» Work item
Search the listing below, and show each line that includes the word "Some".

» Recorded data
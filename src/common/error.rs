//! Error types for the buffer pool.

use thiserror::Error;

use super::PageId;

/// Convenient Result type alias.
pub type Result<T> = std::result::Result<T, Error>;

/// All errors surfaced by the pool, the scheduler and the page stores.
///
/// Capacity exhaustion and unknown pages are ordinary, recoverable outcomes:
/// callers are expected to match on them and retry or back off.
#[derive(Debug, Error)]
pub enum Error {
    /// The backing page store failed a read or write.
    #[error("I/O error: {0}")]
    Io(#[from] std::io::Error),

    /// The page identifier was never allocated by this pool, or was deleted.
    #[error("{0} not found")]
    PageNotFound(PageId),

    /// Every frame is pinned and the replacer has nothing evictable.
    #[error("No free frames available in buffer pool")]
    NoFreeFrames,

    /// Every page identifier has been handed out.
    #[error("Page identifiers exhausted")]
    PageIdsExhausted,

    /// The disk scheduler no longer accepts work, or dropped a request
    /// before completing it.
    #[error("Disk scheduler is shut down")]
    SchedulerShutdown,

    /// A pool configuration value was rejected.
    #[error("Invalid configuration: {0}")]
    InvalidConfig(String),
}
//! Page identifier type.

use std::fmt;

/// Identifies a page in the backing page store.
///
/// Identifiers are handed out by the buffer pool in increasing order and
/// are never reused, so a `u32` gives 4 billion pages (16TB at 4KB each)
/// before the sequence runs out.
///
/// # Example
/// ```
/// use pagepool::PageId;
///
/// let page_id = PageId::new(42);
/// assert_eq!(page_id.0, 42);
/// assert_eq!(page_id.next(), Some(PageId::new(43)));
/// ```
#[derive(Debug, Clone, Copy, PartialEq, Eq, Hash, PartialOrd, Ord)]
pub struct PageId(pub u32);

impl PageId {
    /// Create a new PageId.
    #[inline]
    pub fn new(id: u32) -> Self {
        PageId(id)
    }

    /// The identifier that follows this one, or `None` at `u32::MAX`.
    #[inline]
    pub fn next(self) -> Option<Self> {
        self.0.checked_add(1).map(PageId)
    }

    /// Byte offset of this page in a file of consecutive pages.
    #[inline]
    pub fn file_offset(self, page_size: usize) -> u64 {
        u64::from(self.0) * page_size as u64
    }
}

impl fmt::Display for PageId {
    fn fmt(&self, f: &mut fmt::Formatter<'_>) -> fmt::Result {
        write!(f, "Page({})", self.0)
    }
}

#[cfg(test)]
mod tests {
    use super::*;

    #[test]
    fn test_page_id_next() {
        assert_eq!(PageId::new(0).next(), Some(PageId::new(1)));
        assert_eq!(PageId::new(41).next().map(|p| p.0), Some(42));
        assert_eq!(PageId::new(u32::MAX).next(), None);
    }

    #[test]
    fn test_page_id_ordering() {
        assert!(PageId::new(1) < PageId::new(2));
        assert!(PageId::new(5) > PageId::new(3));
    }

    #[test]
    fn test_file_offset() {
        assert_eq!(PageId::new(0).file_offset(4096), 0);
        assert_eq!(PageId::new(3).file_offset(4096), 12288);
        assert_eq!(PageId::new(u32::MAX).file_offset(4096), u32::MAX as u64 * 4096);
    }

    #[test]
    fn test_page_id_display() {
        assert_eq!(format!("{}", PageId::new(42)), "Page(42)");
    }
}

» Solution to the exercise
/// assert_eq!(page_id.next(), Some(PageId::new(43)));
        assert_eq!(PageId::new(0).next(), Some(PageId::new(1)));
        assert_eq!(PageId::new(41).next().map(|p| p.0), Some(42));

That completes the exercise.